At Brigham and Women’s Hospital (BWH) in Boston, we have been involved with clinical service line development for more than a decade. Our progress has been slow—purposely so. Service lines represent a major paradigm shift for large AMCs, like BWH, that continue to be steeped in a long and successful history of clinical care delivery within traditional departments and specialties. While there is much to be gained with service lines that are set up and implemented well, abandoning the successful business model of care delivery that has powered AMCs to endure and thrive over the past many decades is wisely approached with caution. At BWH, we have begun a journey toward service lines for eight centers of excellence. Each looks and feels different, matures at a different pace, and has different governance and management structures; however, all are on the same journey: to offer more focused, evidenced-based, and efficient care to our patients, with outcomes that exceed those that could be achieved in our traditional care models. BWH’s goal for our service lines is to bring together the best of what our organization has to offer to our patients in a new way that yields differentiated value to them.
The most successful service lines seem to have several common attributes:
- Most service lines are multi-disciplinary, spanning the boundaries of traditional specialties, bringing together clinicians of many disciplines to focus on a particular disease or broad condition.
- At their best, service lines are patient-centered, coordinating all aspects of the diagnosis and care around the patients and their needs, not around the preferences or convenience of the providers.

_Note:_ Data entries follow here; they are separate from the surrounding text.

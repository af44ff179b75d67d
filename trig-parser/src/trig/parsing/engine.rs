//! Backtracking matcher
//!
//! Matching a nonterminal at a position tries **every** alternative, and inside an
//! alternative every match length of every nonterminal symbol, recursively. The result
//! is the full list of `(value, end position)` pairs for that nonterminal at that
//! position, so an ambiguous grammar yields several parses at the entry point.
//!
//! There is no memoization; a nonterminal may be re-matched at the same position by
//! sibling branches. Each branch receives its own clone of every matched value, so no
//! two parses ever share a node.
//!
//! Grammars must not be left-recursive; list sugar is right-recursive for that reason.
//!
//! Failure tracking spans the whole top-level attempt: the furthest token at which a
//! terminal comparison failed is kept, together with every terminal name that was
//! tried there. That becomes the [`ParseError`] when no parse exists.

use super::semantic::{Args, ReduceError, SemanticValue};
use crate::trig::error::{CompileError, GrammarError, ParseError};
use crate::trig::token::{Token, BEGIN, END};
use std::collections::{BTreeSet, HashMap};
use std::fmt;

pub type Reducer<V> = Box<dyn Fn(Args<V>) -> Result<V, ReduceError> + Send + Sync>;

/// A grammar symbol. Written as `$name` for terminals and `name` for nonterminals.
#[derive(Debug, Clone, PartialEq, Eq, Hash)]
pub enum Symbol {
    Terminal(String),
    Rule(String),
}

impl Symbol {
    pub fn parse(text: &str) -> Symbol {
        match text.strip_prefix('$') {
            Some(terminal) => Symbol::Terminal(terminal.to_string()),
            None => Symbol::Rule(text.to_string()),
        }
    }
}

impl fmt::Display for Symbol {
    fn fmt(&self, f: &mut fmt::Formatter<'_>) -> fmt::Result {
        match self {
            Symbol::Terminal(name) => write!(f, "${}", name),
            Symbol::Rule(name) => write!(f, "{}", name),
        }
    }
}

/// One alternative of a nonterminal: a symbol sequence and the reducer applied to the
/// values it matched.
pub struct Alternative<V> {
    pub symbols: Vec<Symbol>,
    pub(crate) reduce: Reducer<V>,
}

/// A flat rule table: nonterminal name to its ordered alternatives.
///
/// Built once by [`super::GrammarBuilder`]; read-only while parsing.
pub struct Grammar<V> {
    pub(crate) rules: HashMap<String, Vec<Alternative<V>>>,
    pub(crate) entry: String,
}

impl<V> fmt::Debug for Grammar<V> {
    fn fmt(&self, f: &mut fmt::Formatter<'_>) -> fmt::Result {
        let mut names: Vec<&String> = self.rules.keys().collect();
        names.sort();
        let mut map = f.debug_map();
        for name in names {
            let alternatives: Vec<String> = self.rules[name]
                .iter()
                .map(|alt| {
                    alt.symbols
                        .iter()
                        .map(Symbol::to_string)
                        .collect::<Vec<_>>()
                        .join(" ")
                })
                .collect();
            map.entry(name, &alternatives);
        }
        map.finish()
    }
}

impl<V: SemanticValue> Grammar<V> {
    /// Every complete parse of `tokens`, in discovery order.
    ///
    /// The stream is wrapped in `%begin` / `%end` sentinels; `source_len` becomes the
    /// offset of the end sentinel so failures at end of input point past the last token.
    pub fn parse_all(&self, tokens: &[Token], source_len: usize) -> Result<Vec<V>, CompileError> {
        let mut stream = Vec::with_capacity(tokens.len() + 2);
        stream.push(Token::sentinel(BEGIN, 0));
        stream.extend_from_slice(tokens);
        stream.push(Token::sentinel(END, source_len));

        let mut matcher = Matcher {
            grammar: self,
            tokens: &stream,
            failure: Failure::default(),
        };
        let sequence = [
            Symbol::Terminal(BEGIN.to_string()),
            Symbol::Rule(self.entry.clone()),
            Symbol::Terminal(END.to_string()),
        ];
        let mut matches = Vec::new();
        matcher.match_sequence(&sequence, 0, &mut Vec::new(), &mut matches)?;

        let results: Vec<V> = matches
            .into_iter()
            .filter(|(_, end)| *end == stream.len())
            .filter_map(|(values, _)| values.into_iter().nth(1))
            .collect();

        if results.is_empty() {
            return Err(matcher.failure.into_error(&stream).into());
        }
        Ok(results)
    }

    /// The first complete parse. Further parses mean the grammar is ambiguous for this
    /// input; they are dropped with a warning.
    pub fn parse(&self, tokens: &[Token], source_len: usize) -> Result<V, CompileError> {
        let results = self.parse_all(tokens, source_len)?;
        if results.len() > 1 {
            tracing::warn!(
                entry = %self.entry,
                parses = results.len(),
                "ambiguous input, using the first parse"
            );
        }
        results
            .into_iter()
            .next()
            .ok_or_else(|| GrammarError::UnknownRule(self.entry.clone()).into())
    }
}

#[derive(Debug, Default)]
struct Failure {
    index: Option<usize>,
    expected: BTreeSet<String>,
}

impl Failure {
    fn record(&mut self, index: usize, expected: &str) {
        match self.index {
            Some(current) if current > index => {}
            Some(current) if current == index => {
                self.expected.insert(expected.to_string());
            }
            _ => {
                self.index = Some(index);
                self.expected.clear();
                self.expected.insert(expected.to_string());
            }
        }
    }

    fn into_error(self, stream: &[Token]) -> ParseError {
        let index = self.index.unwrap_or(0).min(stream.len().saturating_sub(1));
        let (offset, found, found_text) = stream
            .get(index)
            .map(|t| (t.offset, t.name.clone(), t.raw.clone()))
            .unwrap_or_default();
        ParseError {
            offset,
            found,
            found_text,
            expected: self.expected,
        }
    }
}

struct Matcher<'g, 't, V> {
    grammar: &'g Grammar<V>,
    tokens: &'t [Token],
    failure: Failure,
}

type Matches<V> = Vec<(V, usize)>;

impl<'g, 't, V: SemanticValue> Matcher<'g, 't, V> {
    fn match_symbol(&mut self, symbol: &Symbol, pos: usize) -> Result<Matches<V>, GrammarError> {
        match symbol {
            Symbol::Terminal(name) => {
                let Some(token) = self.tokens.get(pos) else {
                    return Ok(Vec::new());
                };
                if &token.name == name {
                    Ok(vec![(V::from_token(token), pos + 1)])
                } else {
                    self.failure.record(pos, name);
                    Ok(Vec::new())
                }
            }
            Symbol::Rule(name) => self.match_rule(name, pos),
        }
    }

    fn match_rule(&mut self, name: &str, pos: usize) -> Result<Matches<V>, GrammarError> {
        let grammar = self.grammar;
        let alternatives = grammar
            .rules
            .get(name)
            .ok_or_else(|| GrammarError::UnknownRule(name.to_string()))?;

        let mut results = Vec::new();
        for alternative in alternatives {
            let mut matches = Vec::new();
            self.match_sequence(&alternative.symbols, pos, &mut Vec::new(), &mut matches)?;
            for (values, end) in matches {
                let value = (alternative.reduce)(Args::new(values)).map_err(|err| {
                    GrammarError::Reduce {
                        rule: name.to_string(),
                        message: err.message,
                    }
                })?;
                results.push((value, end));
            }
        }
        Ok(results)
    }

    fn match_sequence(
        &mut self,
        symbols: &[Symbol],
        pos: usize,
        acc: &mut Vec<V>,
        out: &mut Vec<(Vec<V>, usize)>,
    ) -> Result<(), GrammarError> {
        let Some((first, rest)) = symbols.split_first() else {
            out.push((acc.clone(), pos));
            return Ok(());
        };
        for (value, end) in self.match_symbol(first, pos)? {
            acc.push(value);
            self.match_sequence(rest, end, acc, out)?;
            acc.pop();
        }
        Ok(())
    }
}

- More progressive service lines also tackle governance, management, resources, and funds flow challenges head-on, and are bold about realigning these structures to enhance stakeholder communication and serve the goals of the service lines.
- If a service line is fortunate enough to have a dedicated building, such as the Shapiro Cardiovascular Center at BWH, all the better; co-location of all inpatient, outpatient, diagnostic, and procedural services for a service line centralized in the same tower dramatically enhances integrated care and the patient experience.
Developing service lines is not without challenges. Most hospitals do not have revenue cycle systems that can be readily redirected to account for the financial life of a novel structure like a service line. While all hospitals can calculate basic financial metrics for the entire institution, and perhaps for certain major departments or functions, their doing so for horizontal carve-outs like service lines is not easy. Monitoring the business progress of a service and knowing where to invest resources is difficult without clear accounting and financial reporting. The clinical and administrative structures that are necessary to operate service lines well are often—at least temporarily—redundant with those of the traditional hospital structure, and thus are a potential challenge to the efficiency that service lines are designed to promote. And finally, service lines challenge the traditional leadership hierarchy within most hospitals. The horizontal nature of service lines requires leadership to span historical departments and specialties and operating areas, necessarily introducing new decision-makers onto the home turf of proudly independent and important institutional leaders. When interdepartmental roles are in conflict with the goals and management of service lines, and when the structure of the service lines lacks accountability and good analytics for decision-making, success will be elusive.
Clinical service lines are not a panacea. And there is no detailed roadmap for the journey. The concept is simple to describe, and very challenging to implement. A hospital must insist on clear purpose and a strategy for its service lines. Strong and definitive leadership from the very top of the organization is essential for success, since many toes will be stepped upon along the way, and this change must be managed skillfully. The jury is still out on how comprehensive and successful service lines will be. But early results do seem to indicate that service lines are moving us in the direction of more efficient care with better outcomes, and patient satisfaction seems to follow. This may be reason enough to begin the journey.